PROBLEM STATEMENT ▸
The answer is a single number: the count of lines below in which the word "naming" appears.

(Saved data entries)
· · ·
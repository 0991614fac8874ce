//! Component options and the report returned after adding one.
//!
//! Each variant of [`ComponentOptions`] carries the display name plus the
//! attributes its source skeleton needs. The shared derivations (class name,
//! id, locale entry) live on the enum so the four appenders stay identical.

use std::path::PathBuf;

use crate::domain::{
    error::DomainError,
    naming,
    value_objects::{ComponentKind, ItemType, Rarity, ToolType},
};

pub const DEFAULT_ITEM_DAMAGE: u32 = 10;
pub const DEFAULT_ARMOR_VALUE: u32 = 5;
pub const DEFAULT_STACK_SIZE: u32 = 1;
pub const DEFAULT_MOB_HEALTH: u32 = 100;
pub const DEFAULT_MOB_DAMAGE: u32 = 10;
pub const DEFAULT_MOB_SPEED: f32 = 30.0;
pub const DEFAULT_BUFF_DURATION: u32 = 10;

#[derive(Debug, Clone, PartialEq)]
pub struct ItemOptions {
    pub name: String,
    pub item_type: ItemType,
    pub rarity: Rarity,
    /// Only used for weapons.
    pub damage: Option<u32>,
    /// Only used for armor.
    pub armor_value: Option<u32>,
    pub stack_size: u32,
}

impl ItemOptions {
    pub fn new(name: impl Into<String>, item_type: ItemType) -> Self {
        let (damage, armor_value) = match item_type {
            ItemType::Weapon => (Some(DEFAULT_ITEM_DAMAGE), None),
            ItemType::Armor => (None, Some(DEFAULT_ARMOR_VALUE)),
            _ => (None, None),
        };
        Self {
            name: name.into(),
            item_type,
            rarity: Rarity::default(),
            damage,
            armor_value,
            stack_size: DEFAULT_STACK_SIZE,
        }
    }
}

#[derive(Debug, Clone, PartialEq)]
pub struct MobOptions {
    pub name: String,
    pub health: u32,
    pub damage: u32,
    pub speed: f32,
    pub boss: bool,
}

impl MobOptions {
    pub fn new(name: impl Into<String>) -> Self {
        Self {
            name: name.into(),
            health: DEFAULT_MOB_HEALTH,
            damage: DEFAULT_MOB_DAMAGE,
            speed: DEFAULT_MOB_SPEED,
            boss: false,
        }
    }
}

#[derive(Debug, Clone, PartialEq, Eq)]
pub struct TileOptions {
    pub name: String,
    pub solid: bool,
    pub tool: ToolType,
    pub drops_self: bool,
}

impl TileOptions {
    pub fn new(name: impl Into<String>) -> Self {
        Self {
            name: name.into(),
            solid: true,
            tool: ToolType::default(),
            drops_self: true,
        }
    }
}

#[derive(Debug, Clone, PartialEq, Eq)]
pub struct BuffOptions {
    pub name: String,
    pub debuff: bool,
    /// Default duration in seconds.
    pub duration: u32,
}

impl BuffOptions {
    pub fn new(name: impl Into<String>) -> Self {
        Self {
            name: name.into(),
            debuff: false,
            duration: DEFAULT_BUFF_DURATION,
        }
    }
}

/// Options for one component, tagged by kind.
#[derive(Debug, Clone, PartialEq)]
pub enum ComponentOptions {
    Item(ItemOptions),
    Mob(MobOptions),
    Tile(TileOptions),
    Buff(BuffOptions),
}

impl ComponentOptions {
    pub const fn kind(&self) -> ComponentKind {
        match self {
            Self::Item(_) => ComponentKind::Item,
            Self::Mob(_) => ComponentKind::Mob,
            Self::Tile(_) => ComponentKind::Tile,
            Self::Buff(_) => ComponentKind::Buff,
        }
    }

    /// Display name as entered.
    pub fn name(&self) -> &str {
        match self {
            Self::Item(o) => &o.name,
            Self::Mob(o) => &o.name,
            Self::Tile(o) => &o.name,
            Self::Buff(o) => &o.name,
        }
    }

    /// Java class name including the kind suffix (`FireSword`, `StoneTile`).
    pub fn class_name(&self) -> String {
        format!(
            "{}{}",
            naming::to_class_name(self.name()),
            self.kind().class_suffix()
        )
    }

    /// Compact id used for registry and locale keys.
    pub fn id(&self) -> String {
        naming::to_id(self.name())
    }

    /// `"<kind>.<id>="`; the idempotence check searches for this.
    pub fn locale_key_prefix(&self) -> String {
        format!("{}.{}=", self.kind().locale_category(), self.id())
    }

    /// Full locale line without the trailing newline.
    ///
    /// The display name is written as-is; `=` and line breaks are not
    /// escaped.
    pub fn locale_entry(&self) -> String {
        format!("{}{}", self.locale_key_prefix(), self.name())
    }

    pub fn validate(&self) -> Result<(), DomainError> {
        let class_name = naming::to_class_name(self.name());
        if class_name.is_empty() {
            return Err(DomainError::EmptyComponentName);
        }
        if !naming::is_java_identifier(&class_name) {
            return Err(DomainError::InvalidOption {
                field: "name",
                reason: format!(
                    "'{}' does not give a valid Java class name (got '{class_name}'); \
                     use letters, digits and spaces, starting with a letter",
                    self.name()
                ),
            });
        }
        match self {
            Self::Item(o) if o.stack_size == 0 => Err(DomainError::InvalidOption {
                field: "stack-size",
                reason: "must be at least 1".into(),
            }),
            Self::Mob(o) if o.health == 0 => Err(DomainError::InvalidOption {
                field: "health",
                reason: "must be at least 1".into(),
            }),
            Self::Mob(o) if !(o.speed.is_finite() && o.speed > 0.0) => {
                Err(DomainError::InvalidOption {
                    field: "speed",
                    reason: "must be a positive number".into(),
                })
            }
            _ => Ok(()),
        }
    }
}

/// Result of the idempotent locale append.
#[derive(Debug, Clone, PartialEq, Eq)]
pub enum LocaleOutcome {
    /// Entry appended to an existing file.
    Appended,
    /// File did not exist and was created with the entry.
    Created,
    /// The key prefix was already present; nothing written.
    AlreadyPresent,
    /// I/O failed; the entry must be added by hand.
    Failed { entry: String, reason: String },
}

impl LocaleOutcome {
    pub fn is_failed(&self) -> bool {
        matches!(self, Self::Failed { .. })
    }
}

/// What an appender produced.
#[derive(Debug, Clone, PartialEq, Eq)]
pub struct AddedComponent {
    pub kind: ComponentKind,
    pub class_name: String,
    pub id: String,
    pub source_path: PathBuf,
    pub locale: LocaleOutcome,
    /// Where the user should drop the texture, relative to the project.
    pub texture_hint: String,
}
· · ·
OUTPUT FOR THIS EXERCISE ▸
5